* [PROBLEM REQUIREMENTS]: What lines in the records below include the word "RecordProcessor"? Return each one.

* [DATA PROVIDED]:
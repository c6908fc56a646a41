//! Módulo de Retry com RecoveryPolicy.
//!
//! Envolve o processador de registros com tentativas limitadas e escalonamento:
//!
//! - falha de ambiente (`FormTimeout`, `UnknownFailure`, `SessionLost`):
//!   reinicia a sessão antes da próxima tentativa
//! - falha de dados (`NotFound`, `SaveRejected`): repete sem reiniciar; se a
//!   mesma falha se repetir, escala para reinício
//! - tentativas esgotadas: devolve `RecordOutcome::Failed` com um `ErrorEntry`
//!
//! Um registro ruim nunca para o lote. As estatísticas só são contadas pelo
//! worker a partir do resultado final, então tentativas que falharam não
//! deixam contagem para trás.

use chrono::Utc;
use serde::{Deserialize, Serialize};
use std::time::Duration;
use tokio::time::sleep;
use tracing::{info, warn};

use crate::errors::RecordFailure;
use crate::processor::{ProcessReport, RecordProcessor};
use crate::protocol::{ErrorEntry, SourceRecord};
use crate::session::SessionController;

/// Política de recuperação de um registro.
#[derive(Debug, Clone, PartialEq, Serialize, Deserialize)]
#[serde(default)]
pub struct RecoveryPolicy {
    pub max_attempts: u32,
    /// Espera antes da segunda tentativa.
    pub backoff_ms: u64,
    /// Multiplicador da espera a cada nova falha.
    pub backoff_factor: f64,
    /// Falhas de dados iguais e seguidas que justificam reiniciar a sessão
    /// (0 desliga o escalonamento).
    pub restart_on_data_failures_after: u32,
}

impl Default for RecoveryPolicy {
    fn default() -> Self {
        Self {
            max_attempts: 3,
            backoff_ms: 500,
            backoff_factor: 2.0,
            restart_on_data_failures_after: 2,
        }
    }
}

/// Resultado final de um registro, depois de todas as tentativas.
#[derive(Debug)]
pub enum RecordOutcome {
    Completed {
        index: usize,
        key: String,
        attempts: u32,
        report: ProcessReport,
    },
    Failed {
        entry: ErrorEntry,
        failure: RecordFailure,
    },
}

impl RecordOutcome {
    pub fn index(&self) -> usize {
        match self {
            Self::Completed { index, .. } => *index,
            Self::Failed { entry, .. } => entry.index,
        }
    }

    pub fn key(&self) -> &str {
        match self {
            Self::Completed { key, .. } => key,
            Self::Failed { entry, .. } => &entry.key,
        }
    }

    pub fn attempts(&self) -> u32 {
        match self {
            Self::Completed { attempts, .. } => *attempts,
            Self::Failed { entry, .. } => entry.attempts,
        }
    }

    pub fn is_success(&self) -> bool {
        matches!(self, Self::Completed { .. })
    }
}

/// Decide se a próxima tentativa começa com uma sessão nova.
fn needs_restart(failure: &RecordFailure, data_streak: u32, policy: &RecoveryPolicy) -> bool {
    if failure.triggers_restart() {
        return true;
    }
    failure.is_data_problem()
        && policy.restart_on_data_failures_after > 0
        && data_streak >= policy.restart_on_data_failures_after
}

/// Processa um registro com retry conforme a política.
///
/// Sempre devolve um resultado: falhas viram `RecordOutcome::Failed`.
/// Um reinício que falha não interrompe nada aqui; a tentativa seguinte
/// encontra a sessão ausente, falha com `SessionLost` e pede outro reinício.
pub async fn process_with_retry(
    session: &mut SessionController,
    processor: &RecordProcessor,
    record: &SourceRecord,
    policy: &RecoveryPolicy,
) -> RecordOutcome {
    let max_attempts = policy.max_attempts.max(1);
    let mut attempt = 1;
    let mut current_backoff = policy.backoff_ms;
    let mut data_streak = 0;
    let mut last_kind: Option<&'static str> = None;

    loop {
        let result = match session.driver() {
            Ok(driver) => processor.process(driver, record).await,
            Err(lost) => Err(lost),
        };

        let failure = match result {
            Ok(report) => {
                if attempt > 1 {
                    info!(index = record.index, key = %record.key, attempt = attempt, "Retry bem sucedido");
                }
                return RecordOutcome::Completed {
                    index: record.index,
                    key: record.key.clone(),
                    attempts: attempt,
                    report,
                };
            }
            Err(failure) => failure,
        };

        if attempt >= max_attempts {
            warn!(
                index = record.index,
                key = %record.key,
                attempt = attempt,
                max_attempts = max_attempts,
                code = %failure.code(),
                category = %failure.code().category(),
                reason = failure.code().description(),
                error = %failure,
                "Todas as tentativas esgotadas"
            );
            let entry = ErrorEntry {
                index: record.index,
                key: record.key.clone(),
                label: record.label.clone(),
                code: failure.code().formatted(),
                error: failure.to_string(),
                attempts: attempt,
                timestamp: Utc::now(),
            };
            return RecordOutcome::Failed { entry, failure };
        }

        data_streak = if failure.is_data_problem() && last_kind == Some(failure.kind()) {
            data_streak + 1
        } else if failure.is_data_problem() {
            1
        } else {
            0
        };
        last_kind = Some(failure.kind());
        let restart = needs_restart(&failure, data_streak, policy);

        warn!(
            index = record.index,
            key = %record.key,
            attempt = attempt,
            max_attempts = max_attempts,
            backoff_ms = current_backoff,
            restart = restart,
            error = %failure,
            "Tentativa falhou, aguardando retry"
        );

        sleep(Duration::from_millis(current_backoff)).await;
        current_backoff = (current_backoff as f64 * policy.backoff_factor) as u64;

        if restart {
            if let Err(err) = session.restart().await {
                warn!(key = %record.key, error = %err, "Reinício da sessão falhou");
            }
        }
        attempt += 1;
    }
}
* * *
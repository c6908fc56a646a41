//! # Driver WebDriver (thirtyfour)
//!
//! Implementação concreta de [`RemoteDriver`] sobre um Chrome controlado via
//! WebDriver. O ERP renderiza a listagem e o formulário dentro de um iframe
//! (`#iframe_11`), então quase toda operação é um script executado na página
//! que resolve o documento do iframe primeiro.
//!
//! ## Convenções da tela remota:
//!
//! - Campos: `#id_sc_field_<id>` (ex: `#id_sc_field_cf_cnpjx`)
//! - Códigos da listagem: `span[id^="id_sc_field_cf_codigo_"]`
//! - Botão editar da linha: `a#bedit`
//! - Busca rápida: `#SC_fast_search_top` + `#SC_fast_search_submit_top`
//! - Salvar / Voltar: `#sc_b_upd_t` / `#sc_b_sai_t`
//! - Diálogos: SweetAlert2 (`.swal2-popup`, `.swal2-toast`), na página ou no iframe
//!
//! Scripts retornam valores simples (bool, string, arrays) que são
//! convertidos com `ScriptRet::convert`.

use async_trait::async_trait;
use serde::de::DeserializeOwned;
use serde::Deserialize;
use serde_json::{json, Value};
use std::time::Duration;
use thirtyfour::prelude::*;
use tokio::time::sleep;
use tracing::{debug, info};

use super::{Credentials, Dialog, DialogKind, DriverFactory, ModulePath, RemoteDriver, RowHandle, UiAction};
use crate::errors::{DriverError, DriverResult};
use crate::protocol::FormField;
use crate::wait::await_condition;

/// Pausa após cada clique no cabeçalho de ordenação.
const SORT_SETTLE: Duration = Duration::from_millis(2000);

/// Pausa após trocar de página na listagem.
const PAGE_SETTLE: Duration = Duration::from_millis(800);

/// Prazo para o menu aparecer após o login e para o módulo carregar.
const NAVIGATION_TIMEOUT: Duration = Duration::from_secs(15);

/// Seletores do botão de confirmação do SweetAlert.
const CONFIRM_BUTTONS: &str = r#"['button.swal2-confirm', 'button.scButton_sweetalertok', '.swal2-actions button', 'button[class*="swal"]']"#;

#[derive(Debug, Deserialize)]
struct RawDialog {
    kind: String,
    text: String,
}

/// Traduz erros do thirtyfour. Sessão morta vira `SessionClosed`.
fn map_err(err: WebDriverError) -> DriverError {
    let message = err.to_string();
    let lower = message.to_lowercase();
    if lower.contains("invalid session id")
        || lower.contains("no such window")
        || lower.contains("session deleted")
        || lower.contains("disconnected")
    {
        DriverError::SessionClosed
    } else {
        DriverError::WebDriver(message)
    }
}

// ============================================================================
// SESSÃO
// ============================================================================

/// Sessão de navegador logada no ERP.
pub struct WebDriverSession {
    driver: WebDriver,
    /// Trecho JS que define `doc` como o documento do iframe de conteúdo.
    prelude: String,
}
...
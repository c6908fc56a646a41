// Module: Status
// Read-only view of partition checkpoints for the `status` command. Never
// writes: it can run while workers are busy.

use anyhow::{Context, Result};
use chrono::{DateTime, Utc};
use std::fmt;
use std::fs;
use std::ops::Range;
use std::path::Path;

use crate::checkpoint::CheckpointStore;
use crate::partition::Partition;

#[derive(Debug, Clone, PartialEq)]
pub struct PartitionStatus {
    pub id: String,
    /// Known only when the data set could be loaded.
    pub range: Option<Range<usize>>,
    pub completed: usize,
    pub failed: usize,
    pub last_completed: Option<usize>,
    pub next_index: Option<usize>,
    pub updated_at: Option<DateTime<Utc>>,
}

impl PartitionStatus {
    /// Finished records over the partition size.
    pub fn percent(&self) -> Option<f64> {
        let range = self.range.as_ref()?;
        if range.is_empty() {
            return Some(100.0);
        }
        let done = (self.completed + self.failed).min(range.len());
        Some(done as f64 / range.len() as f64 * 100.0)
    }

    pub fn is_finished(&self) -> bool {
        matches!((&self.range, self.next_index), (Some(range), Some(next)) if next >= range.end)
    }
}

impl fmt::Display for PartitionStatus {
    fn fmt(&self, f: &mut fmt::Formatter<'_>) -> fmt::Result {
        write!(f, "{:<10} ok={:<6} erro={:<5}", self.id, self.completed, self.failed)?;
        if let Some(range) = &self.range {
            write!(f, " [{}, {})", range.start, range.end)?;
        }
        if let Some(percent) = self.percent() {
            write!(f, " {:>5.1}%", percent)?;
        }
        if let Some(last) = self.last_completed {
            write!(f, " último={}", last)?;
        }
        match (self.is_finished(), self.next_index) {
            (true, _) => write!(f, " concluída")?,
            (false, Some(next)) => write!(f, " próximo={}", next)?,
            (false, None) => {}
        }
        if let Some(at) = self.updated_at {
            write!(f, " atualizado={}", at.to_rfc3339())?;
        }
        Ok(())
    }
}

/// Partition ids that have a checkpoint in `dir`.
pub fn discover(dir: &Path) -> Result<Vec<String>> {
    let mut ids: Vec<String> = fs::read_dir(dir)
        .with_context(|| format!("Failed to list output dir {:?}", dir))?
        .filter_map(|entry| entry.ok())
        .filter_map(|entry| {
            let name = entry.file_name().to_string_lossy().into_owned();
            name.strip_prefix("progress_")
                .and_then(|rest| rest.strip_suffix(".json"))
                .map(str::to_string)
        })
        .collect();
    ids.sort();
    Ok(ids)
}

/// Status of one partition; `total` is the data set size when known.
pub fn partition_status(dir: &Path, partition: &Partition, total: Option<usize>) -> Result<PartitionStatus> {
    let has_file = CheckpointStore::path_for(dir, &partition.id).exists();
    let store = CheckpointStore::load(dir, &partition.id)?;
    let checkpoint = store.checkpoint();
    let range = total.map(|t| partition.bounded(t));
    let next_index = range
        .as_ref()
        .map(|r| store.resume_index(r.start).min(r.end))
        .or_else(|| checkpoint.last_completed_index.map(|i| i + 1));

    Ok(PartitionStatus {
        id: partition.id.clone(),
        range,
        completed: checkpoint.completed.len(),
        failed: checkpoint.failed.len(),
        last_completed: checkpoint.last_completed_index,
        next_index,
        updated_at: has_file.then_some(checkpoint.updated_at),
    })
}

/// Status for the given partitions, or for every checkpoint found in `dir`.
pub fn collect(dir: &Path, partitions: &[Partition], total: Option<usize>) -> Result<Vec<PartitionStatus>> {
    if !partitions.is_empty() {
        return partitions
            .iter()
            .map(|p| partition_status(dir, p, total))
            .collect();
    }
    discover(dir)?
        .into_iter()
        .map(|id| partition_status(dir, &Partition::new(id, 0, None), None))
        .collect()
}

* [EXERCISE ANSWER]:
use crate::processor::{ProcessReport, RecordProcessor};
    processor: &RecordProcessor,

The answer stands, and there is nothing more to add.